# Work task
Go through the entries below and count the lines where the word "args" appears; give only the count.

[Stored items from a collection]

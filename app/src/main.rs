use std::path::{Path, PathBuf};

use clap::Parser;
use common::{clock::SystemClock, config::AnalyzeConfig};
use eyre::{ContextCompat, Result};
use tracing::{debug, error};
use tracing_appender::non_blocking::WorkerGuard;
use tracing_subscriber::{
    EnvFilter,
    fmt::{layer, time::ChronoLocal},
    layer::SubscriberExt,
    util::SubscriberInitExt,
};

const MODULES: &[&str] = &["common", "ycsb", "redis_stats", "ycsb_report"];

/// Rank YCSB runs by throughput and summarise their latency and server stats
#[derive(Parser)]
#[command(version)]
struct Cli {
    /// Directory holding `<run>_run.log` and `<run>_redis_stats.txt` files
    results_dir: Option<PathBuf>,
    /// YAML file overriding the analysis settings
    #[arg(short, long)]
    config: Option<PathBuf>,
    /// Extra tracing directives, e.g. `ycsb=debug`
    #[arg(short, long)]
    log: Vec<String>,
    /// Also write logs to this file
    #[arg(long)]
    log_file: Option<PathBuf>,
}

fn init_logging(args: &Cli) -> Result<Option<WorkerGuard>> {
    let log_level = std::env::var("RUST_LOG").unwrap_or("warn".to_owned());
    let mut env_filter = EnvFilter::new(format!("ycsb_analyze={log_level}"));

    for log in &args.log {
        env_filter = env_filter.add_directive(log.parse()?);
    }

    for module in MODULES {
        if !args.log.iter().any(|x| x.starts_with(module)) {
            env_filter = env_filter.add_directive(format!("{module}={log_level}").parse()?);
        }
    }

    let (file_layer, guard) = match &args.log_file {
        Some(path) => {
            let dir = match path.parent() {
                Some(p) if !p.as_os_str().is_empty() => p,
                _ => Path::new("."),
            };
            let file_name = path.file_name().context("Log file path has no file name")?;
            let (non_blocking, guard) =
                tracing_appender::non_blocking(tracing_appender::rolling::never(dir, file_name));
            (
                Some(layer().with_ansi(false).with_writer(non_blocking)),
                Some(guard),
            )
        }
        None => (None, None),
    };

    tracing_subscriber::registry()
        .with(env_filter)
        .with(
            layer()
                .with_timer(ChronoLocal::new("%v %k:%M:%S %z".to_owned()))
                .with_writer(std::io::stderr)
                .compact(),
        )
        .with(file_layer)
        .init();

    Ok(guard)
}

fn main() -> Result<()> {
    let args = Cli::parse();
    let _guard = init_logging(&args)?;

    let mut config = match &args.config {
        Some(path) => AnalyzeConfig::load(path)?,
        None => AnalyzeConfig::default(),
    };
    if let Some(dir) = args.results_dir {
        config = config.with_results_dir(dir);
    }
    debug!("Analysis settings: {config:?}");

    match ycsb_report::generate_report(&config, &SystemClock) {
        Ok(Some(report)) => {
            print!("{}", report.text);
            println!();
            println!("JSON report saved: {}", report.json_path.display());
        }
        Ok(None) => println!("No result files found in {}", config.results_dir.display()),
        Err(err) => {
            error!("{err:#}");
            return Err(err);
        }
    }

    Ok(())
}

==

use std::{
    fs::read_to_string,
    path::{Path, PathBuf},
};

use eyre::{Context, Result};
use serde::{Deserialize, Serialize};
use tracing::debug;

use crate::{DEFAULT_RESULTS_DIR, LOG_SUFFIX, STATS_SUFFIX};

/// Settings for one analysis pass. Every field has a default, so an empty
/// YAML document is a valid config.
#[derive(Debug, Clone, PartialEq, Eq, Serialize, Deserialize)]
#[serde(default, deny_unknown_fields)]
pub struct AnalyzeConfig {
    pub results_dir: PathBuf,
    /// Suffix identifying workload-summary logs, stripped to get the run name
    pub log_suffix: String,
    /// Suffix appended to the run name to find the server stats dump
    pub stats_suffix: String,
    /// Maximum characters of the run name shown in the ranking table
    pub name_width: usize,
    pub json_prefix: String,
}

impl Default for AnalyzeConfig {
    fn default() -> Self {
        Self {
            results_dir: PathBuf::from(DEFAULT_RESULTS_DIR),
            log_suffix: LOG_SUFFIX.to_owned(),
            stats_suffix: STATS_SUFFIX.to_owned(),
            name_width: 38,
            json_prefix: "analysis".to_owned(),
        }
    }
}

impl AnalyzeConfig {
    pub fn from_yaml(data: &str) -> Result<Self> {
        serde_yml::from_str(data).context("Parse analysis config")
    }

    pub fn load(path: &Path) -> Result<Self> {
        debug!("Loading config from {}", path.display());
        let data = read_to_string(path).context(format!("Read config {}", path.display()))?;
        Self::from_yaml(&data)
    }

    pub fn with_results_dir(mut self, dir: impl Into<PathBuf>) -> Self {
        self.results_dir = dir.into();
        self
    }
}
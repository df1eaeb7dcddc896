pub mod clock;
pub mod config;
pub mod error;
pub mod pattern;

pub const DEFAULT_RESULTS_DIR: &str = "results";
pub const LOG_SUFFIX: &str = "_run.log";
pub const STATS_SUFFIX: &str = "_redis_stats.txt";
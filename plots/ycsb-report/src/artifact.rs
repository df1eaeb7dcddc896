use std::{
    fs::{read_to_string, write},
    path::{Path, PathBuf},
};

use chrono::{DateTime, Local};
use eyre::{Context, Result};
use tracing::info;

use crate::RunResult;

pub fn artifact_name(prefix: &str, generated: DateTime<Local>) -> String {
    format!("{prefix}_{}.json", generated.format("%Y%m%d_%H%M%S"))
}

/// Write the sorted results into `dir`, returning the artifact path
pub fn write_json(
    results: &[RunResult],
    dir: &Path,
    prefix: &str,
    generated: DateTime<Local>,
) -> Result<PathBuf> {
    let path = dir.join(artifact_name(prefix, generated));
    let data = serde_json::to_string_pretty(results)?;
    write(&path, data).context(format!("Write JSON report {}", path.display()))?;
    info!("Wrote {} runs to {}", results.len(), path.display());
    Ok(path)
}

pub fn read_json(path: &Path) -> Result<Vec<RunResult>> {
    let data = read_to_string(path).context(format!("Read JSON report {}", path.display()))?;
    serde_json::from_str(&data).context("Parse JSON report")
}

# Problem solution
8